▸ Information provided:
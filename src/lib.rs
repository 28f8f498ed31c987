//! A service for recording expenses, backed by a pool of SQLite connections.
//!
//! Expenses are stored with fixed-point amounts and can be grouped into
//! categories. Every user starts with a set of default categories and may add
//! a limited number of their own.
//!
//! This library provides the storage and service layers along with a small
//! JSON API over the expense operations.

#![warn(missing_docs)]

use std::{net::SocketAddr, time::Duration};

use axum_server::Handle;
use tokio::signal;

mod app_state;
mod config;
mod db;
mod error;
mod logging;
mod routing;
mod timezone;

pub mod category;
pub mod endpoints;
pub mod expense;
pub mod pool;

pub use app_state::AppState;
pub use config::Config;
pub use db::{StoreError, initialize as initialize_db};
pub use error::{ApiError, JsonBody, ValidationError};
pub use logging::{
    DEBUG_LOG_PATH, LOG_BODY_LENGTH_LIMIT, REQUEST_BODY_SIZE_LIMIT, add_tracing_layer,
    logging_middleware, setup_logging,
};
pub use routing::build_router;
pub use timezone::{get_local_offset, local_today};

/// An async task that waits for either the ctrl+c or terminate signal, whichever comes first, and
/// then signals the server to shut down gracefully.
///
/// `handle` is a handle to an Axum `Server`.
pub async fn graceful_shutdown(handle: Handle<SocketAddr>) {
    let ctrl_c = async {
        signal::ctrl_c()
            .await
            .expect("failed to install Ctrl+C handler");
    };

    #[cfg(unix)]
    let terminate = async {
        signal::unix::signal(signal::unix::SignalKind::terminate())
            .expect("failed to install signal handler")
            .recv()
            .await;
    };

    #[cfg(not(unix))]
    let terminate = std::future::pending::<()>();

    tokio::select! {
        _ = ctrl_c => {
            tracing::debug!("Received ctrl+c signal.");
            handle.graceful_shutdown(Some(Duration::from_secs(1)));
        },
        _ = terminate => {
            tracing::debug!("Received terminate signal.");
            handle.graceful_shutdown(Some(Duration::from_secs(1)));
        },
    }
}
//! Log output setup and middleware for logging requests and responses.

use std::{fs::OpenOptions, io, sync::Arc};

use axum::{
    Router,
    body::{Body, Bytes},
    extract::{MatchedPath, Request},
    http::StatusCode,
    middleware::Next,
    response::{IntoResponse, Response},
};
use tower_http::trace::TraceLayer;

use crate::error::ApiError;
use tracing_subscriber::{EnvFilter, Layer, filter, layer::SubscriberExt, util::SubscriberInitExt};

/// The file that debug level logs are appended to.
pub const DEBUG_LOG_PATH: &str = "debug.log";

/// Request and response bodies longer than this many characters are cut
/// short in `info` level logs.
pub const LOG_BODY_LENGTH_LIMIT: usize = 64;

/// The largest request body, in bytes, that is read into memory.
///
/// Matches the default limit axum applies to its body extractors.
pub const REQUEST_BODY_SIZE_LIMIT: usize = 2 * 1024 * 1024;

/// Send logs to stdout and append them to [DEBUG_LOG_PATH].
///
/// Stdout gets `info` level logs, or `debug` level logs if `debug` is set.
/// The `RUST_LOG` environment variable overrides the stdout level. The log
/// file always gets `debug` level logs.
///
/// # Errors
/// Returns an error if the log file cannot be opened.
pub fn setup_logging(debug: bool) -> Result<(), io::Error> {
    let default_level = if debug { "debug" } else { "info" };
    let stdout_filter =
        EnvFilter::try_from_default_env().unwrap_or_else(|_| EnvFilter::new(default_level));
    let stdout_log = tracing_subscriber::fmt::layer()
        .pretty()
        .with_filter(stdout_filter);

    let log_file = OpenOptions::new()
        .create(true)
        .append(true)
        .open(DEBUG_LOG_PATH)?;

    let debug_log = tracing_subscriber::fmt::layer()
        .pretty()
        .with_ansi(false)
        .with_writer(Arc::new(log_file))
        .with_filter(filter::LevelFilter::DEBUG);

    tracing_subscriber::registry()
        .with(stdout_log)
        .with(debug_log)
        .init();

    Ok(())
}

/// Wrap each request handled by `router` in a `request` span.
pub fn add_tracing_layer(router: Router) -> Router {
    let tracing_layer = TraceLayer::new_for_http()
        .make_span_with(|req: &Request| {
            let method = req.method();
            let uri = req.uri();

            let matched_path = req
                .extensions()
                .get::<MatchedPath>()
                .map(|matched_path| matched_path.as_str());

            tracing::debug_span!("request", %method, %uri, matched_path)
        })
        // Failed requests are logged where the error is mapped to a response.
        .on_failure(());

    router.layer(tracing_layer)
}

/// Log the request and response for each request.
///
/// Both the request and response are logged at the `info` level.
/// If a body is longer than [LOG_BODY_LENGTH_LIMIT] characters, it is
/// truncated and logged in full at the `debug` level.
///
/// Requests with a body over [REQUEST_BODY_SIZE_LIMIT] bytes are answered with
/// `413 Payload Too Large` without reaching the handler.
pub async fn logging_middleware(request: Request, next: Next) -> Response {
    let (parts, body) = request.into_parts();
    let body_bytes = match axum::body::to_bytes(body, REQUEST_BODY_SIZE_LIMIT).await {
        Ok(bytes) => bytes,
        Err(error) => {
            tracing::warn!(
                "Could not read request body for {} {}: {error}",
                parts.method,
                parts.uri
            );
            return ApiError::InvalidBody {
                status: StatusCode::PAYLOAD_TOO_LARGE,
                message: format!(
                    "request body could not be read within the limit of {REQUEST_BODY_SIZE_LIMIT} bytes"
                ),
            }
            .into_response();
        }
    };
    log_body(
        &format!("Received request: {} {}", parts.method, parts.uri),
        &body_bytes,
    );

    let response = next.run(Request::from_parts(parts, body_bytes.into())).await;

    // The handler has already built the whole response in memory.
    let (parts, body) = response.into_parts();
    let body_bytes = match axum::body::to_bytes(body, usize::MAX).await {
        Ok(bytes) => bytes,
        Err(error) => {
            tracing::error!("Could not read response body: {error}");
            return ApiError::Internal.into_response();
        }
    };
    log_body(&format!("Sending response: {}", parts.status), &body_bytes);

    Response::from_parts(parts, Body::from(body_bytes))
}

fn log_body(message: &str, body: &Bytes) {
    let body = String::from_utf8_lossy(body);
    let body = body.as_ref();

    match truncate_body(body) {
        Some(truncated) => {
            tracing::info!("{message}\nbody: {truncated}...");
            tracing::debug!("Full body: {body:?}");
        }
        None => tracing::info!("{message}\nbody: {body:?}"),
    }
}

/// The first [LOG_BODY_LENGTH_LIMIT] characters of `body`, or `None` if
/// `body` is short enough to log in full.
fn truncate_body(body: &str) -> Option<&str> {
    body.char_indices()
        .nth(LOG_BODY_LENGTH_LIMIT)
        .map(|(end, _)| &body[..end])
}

▸ Task item:
Give an exact repetition of all the material.

▸ Task solution:
filename src/lib.rs
repository 28f8f498ed31c987
//! A service for recording expenses, backed by a pool of SQLite connections.
//!
//! Expenses are stored with fixed-point amounts and can be grouped into
//! categories. Every user starts with a set of default categories and may add
//! a limited number of their own.
//!
//! This library provides the storage and service layers along with a small
//! JSON API over the expense operations.

#![warn(missing_docs)]

use std::{net::SocketAddr, time::Duration};

use axum_server::Handle;
use tokio::signal;

mod app_state;
mod config;
mod db;
mod error;
mod logging;
mod routing;
mod timezone;

pub mod category;
pub mod endpoints;
pub mod expense;
pub mod pool;

pub use app_state::AppState;
pub use config::Config;
pub use db::{StoreError, initialize as initialize_db};
pub use error::{ApiError, JsonBody, ValidationError};
pub use logging::{
    DEBUG_LOG_PATH, LOG_BODY_LENGTH_LIMIT, REQUEST_BODY_SIZE_LIMIT, add_tracing_layer,
    logging_middleware, setup_logging,
};
pub use routing::build_router;
pub use timezone::{get_local_offset, local_today};

/// An async task that waits for either the ctrl+c or terminate signal, whichever comes first, and
/// then signals the server to shut down gracefully.
///
/// `handle` is a handle to an Axum `Server`.
pub async fn graceful_shutdown(handle: Handle<SocketAddr>) {
    let ctrl_c = async {
        signal::ctrl_c()
            .await
            .expect("failed to install Ctrl+C handler");
    };

    #[cfg(unix)]
    let terminate = async {
        signal::unix::signal(signal::unix::SignalKind::terminate())
            .expect("failed to install signal handler")
            .recv()
            .await;
    };

    #[cfg(not(unix))]
    let terminate = std::future::pending::<()>();

    tokio::select! {
        _ = ctrl_c => {
            tracing::debug!("Received ctrl+c signal.");
            handle.graceful_shutdown(Some(Duration::from_secs(1)));
        },
        _ = terminate => {
            tracing::debug!("Received terminate signal.");
            handle.graceful_shutdown(Some(Duration::from_secs(1)));
        },
    }
}
//! Log output setup and middleware for logging requests and responses.

use std::{fs::OpenOptions, io, sync::Arc};

use axum::{
    Router,
    body::{Body, Bytes},
    extract::{MatchedPath, Request},
    http::StatusCode,
    middleware::Next,
    response::{IntoResponse, Response},
};
use tower_http::trace::TraceLayer;

use crate::error::ApiError;
use tracing_subscriber::{EnvFilter, Layer, filter, layer::SubscriberExt, util::SubscriberInitExt};

/// The file that debug level logs are appended to.
pub const DEBUG_LOG_PATH: &str = "debug.log";

/// Request and response bodies longer than this many characters are cut
/// short in `info` level logs.
pub const LOG_BODY_LENGTH_LIMIT: usize = 64;

/// The largest request body, in bytes, that is read into memory.
///
/// Matches the default limit axum applies to its body extractors.
pub const REQUEST_BODY_SIZE_LIMIT: usize = 2 * 1024 * 1024;

/// Send logs to stdout and append them to [DEBUG_LOG_PATH].
///
/// Stdout gets `info` level logs, or `debug` level logs if `debug` is set.
/// The `RUST_LOG` environment variable overrides the stdout level. The log
/// file always gets `debug` level logs.
///
/// # Errors
/// Returns an error if the log file cannot be opened.
pub fn setup_logging(debug: bool) -> Result<(), io::Error> {
    let default_level = if debug { "debug" } else { "info" };
    let stdout_filter =
        EnvFilter::try_from_default_env().unwrap_or_else(|_| EnvFilter::new(default_level));
    let stdout_log = tracing_subscriber::fmt::layer()
        .pretty()
        .with_filter(stdout_filter);

    let log_file = OpenOptions::new()
        .create(true)
        .append(true)
        .open(DEBUG_LOG_PATH)?;

    let debug_log = tracing_subscriber::fmt::layer()
        .pretty()
        .with_ansi(false)
        .with_writer(Arc::new(log_file))
        .with_filter(filter::LevelFilter::DEBUG);

    tracing_subscriber::registry()
        .with(stdout_log)
        .with(debug_log)
        .init();

    Ok(())
}

/// Wrap each request handled by `router` in a `request` span.
pub fn add_tracing_layer(router: Router) -> Router {
    let tracing_layer = TraceLayer::new_for_http()
        .make_span_with(|req: &Request| {
            let method = req.method();
            let uri = req.uri();

            let matched_path = req
                .extensions()
                .get::<MatchedPath>()
                .map(|matched_path| matched_path.as_str());

            tracing::debug_span!("request", %method, %uri, matched_path)
        })
        // Failed requests are logged where the error is mapped to a response.
        .on_failure(());

    router.layer(tracing_layer)
}

/// Log the request and response for each request.
///
/// Both the request and response are logged at the `info` level.
/// If a body is longer than [LOG_BODY_LENGTH_LIMIT] characters, it is
/// truncated and logged in full at the `debug` level.
///
/// Requests with a body over [REQUEST_BODY_SIZE_LIMIT] bytes are answered with
/// `413 Payload Too Large` without reaching the handler.
pub async fn logging_middleware(request: Request, next: Next) -> Response {
    let (parts, body) = request.into_parts();
    let body_bytes = match axum::body::to_bytes(body, REQUEST_BODY_SIZE_LIMIT).await {
        Ok(bytes) => bytes,
        Err(error) => {
            tracing::warn!(
                "Could not read request body for {} {}: {error}",
                parts.method,
                parts.uri
            );
            return ApiError::InvalidBody {
                status: StatusCode::PAYLOAD_TOO_LARGE,
                message: format!(
                    "request body could not be read within the limit of {REQUEST_BODY_SIZE_LIMIT} bytes"
                ),
            }
            .into_response();
        }
    };
    log_body(
        &format!("Received request: {} {}", parts.method, parts.uri),
        &body_bytes,
    );

    let response = next.run(Request::from_parts(parts, body_bytes.into())).await;

    // The handler has already built the whole response in memory.
    let (parts, body) = response.into_parts();
    let body_bytes = match axum::body::to_bytes(body, usize::MAX).await {
        Ok(bytes) => bytes,
        Err(error) => {
            tracing::error!("Could not read response body: {error}");
            return ApiError::Internal.into_response();
        }
    };
    log_body(&format!("Sending response: {}", parts.status), &body_bytes);

    Response::from_parts(parts, Body::from(body_bytes))
}

fn log_body(message: &str, body: &Bytes) {
    let body = String::from_utf8_lossy(body);
    let body = body.as_ref();

    match truncate_body(body) {
        Some(truncated) => {
            tracing::info!("{message}\nbody: {truncated}...");
            tracing::debug!("Full body: {body:?}");
        }
        None => tracing::info!("{message}\nbody: {body:?}"),
    }
}

/// The first [LOG_BODY_LENGTH_LIMIT] characters of `body`, or `None` if
/// `body` is short enough to log in full.
fn truncate_body(body: &str) -> Option<&str> {
    body.char_indices()
        .nth(LOG_BODY_LENGTH_LIMIT)
        .map(|(end, _)| &body[..end])
}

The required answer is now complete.